[Data to use — start]

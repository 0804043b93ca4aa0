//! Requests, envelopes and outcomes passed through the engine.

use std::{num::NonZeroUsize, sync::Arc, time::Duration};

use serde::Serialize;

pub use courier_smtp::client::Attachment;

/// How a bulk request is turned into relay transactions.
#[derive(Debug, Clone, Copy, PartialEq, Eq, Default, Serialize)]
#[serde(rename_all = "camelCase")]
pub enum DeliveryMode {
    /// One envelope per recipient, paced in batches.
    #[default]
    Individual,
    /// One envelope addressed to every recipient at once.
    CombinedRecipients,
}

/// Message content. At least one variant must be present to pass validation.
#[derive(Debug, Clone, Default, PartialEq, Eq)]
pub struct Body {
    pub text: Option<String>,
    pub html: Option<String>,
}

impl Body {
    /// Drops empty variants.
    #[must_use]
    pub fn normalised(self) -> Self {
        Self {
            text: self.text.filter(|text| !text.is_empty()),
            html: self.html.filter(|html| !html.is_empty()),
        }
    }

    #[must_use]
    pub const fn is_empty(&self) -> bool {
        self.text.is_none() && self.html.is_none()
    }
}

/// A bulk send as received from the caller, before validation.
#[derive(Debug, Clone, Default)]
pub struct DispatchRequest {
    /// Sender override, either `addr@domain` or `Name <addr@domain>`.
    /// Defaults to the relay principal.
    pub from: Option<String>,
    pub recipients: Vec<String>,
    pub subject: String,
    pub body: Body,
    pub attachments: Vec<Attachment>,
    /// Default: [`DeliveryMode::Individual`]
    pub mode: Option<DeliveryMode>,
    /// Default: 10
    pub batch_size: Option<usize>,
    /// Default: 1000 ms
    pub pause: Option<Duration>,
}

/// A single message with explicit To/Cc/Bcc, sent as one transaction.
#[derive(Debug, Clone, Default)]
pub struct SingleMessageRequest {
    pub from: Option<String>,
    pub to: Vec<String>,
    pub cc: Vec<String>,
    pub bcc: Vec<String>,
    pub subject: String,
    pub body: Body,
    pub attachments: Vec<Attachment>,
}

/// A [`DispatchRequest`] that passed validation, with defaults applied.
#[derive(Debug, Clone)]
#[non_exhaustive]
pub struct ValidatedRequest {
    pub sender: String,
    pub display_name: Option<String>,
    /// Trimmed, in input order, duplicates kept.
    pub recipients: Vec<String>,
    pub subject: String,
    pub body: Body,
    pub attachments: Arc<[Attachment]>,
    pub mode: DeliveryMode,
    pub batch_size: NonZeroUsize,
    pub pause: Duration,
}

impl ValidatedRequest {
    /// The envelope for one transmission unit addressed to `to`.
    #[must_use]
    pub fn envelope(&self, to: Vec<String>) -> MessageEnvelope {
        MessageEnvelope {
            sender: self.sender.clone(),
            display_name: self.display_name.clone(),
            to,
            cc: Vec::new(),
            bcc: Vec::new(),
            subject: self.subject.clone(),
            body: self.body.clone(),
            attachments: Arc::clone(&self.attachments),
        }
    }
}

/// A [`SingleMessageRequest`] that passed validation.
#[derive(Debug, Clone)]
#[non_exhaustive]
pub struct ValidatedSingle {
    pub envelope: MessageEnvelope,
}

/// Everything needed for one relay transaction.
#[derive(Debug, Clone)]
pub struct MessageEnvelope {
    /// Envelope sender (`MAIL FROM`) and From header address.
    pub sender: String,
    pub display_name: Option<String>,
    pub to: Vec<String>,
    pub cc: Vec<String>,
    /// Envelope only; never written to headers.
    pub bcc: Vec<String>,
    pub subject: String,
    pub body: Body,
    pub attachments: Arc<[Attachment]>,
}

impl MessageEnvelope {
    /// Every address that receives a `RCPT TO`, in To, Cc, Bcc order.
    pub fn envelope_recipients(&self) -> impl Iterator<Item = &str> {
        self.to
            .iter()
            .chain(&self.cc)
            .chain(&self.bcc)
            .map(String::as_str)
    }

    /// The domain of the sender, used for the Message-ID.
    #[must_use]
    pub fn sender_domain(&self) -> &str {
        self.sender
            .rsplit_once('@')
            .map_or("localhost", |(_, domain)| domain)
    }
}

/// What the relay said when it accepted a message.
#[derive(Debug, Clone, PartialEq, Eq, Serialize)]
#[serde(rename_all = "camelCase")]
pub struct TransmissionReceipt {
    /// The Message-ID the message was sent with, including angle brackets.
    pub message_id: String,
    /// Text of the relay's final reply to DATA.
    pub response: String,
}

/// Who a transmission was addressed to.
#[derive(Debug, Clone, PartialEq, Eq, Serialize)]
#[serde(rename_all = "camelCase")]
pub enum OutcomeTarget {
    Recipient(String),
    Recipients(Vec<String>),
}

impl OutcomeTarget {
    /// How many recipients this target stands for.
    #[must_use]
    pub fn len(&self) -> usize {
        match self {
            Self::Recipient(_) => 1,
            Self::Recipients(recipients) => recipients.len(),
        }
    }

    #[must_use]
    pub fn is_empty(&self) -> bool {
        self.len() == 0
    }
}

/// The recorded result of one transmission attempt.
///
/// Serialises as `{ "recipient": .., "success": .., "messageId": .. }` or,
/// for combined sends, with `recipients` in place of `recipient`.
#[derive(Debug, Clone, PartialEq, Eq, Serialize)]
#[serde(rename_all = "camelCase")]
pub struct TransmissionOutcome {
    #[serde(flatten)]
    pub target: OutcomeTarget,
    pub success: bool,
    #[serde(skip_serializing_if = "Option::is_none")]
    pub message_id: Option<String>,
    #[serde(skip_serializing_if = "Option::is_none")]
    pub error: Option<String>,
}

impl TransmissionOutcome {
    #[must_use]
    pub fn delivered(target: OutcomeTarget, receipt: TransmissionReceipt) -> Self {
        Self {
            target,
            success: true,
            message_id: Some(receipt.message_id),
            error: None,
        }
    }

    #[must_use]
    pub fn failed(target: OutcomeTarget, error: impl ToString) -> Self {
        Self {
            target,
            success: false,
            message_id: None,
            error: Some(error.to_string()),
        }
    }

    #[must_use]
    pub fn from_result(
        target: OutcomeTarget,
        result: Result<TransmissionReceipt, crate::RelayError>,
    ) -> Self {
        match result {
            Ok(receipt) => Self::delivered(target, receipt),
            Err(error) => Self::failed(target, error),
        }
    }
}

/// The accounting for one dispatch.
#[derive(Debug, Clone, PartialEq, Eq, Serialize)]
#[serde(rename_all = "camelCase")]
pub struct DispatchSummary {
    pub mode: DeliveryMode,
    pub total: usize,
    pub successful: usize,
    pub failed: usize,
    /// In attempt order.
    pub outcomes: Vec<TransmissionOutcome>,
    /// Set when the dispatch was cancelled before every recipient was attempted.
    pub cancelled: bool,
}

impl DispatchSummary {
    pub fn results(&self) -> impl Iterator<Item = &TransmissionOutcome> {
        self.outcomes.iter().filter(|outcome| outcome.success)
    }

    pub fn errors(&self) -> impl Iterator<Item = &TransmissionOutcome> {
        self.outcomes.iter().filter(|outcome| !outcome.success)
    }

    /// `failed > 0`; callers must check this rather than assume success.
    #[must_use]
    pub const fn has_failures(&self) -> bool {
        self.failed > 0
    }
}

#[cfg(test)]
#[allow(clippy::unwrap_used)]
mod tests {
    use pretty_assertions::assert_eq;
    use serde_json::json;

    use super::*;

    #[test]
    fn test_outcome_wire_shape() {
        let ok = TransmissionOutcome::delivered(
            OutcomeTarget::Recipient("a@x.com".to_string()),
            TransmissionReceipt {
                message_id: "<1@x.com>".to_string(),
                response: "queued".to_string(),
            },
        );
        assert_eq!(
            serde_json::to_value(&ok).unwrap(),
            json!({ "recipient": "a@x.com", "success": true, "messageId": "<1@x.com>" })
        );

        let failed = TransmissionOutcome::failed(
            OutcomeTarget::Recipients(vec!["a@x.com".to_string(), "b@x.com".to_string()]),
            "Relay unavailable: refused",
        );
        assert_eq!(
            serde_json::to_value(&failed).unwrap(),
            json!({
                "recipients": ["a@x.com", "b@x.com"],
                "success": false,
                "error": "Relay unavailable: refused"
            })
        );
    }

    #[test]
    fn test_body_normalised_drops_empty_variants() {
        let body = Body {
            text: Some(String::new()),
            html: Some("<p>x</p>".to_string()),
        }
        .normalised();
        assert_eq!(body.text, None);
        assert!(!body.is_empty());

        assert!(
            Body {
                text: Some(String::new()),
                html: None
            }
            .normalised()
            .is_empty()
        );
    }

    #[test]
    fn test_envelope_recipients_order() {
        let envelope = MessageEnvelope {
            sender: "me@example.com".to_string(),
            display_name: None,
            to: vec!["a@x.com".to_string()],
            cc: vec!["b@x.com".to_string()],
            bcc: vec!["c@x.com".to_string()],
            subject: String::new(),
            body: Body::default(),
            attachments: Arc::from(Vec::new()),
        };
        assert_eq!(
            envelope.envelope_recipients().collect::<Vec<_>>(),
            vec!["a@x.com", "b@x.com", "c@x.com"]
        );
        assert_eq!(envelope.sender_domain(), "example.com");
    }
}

[Data to use — finish]

Work to be completed: Return a copy of each line in the entries that contains "impl".

Exercise result:
impl Body {
impl ValidatedRequest {
impl MessageEnvelope {
    pub fn envelope_recipients(&self) -> impl Iterator<Item = &str> {
impl OutcomeTarget {
impl TransmissionOutcome {
    pub fn failed(target: OutcomeTarget, error: impl ToString) -> Self {
impl DispatchSummary {
    pub fn results(&self) -> impl Iterator<Item = &TransmissionOutcome> {
    pub fn errors(&self) -> impl Iterator<Item = &TransmissionOutcome> {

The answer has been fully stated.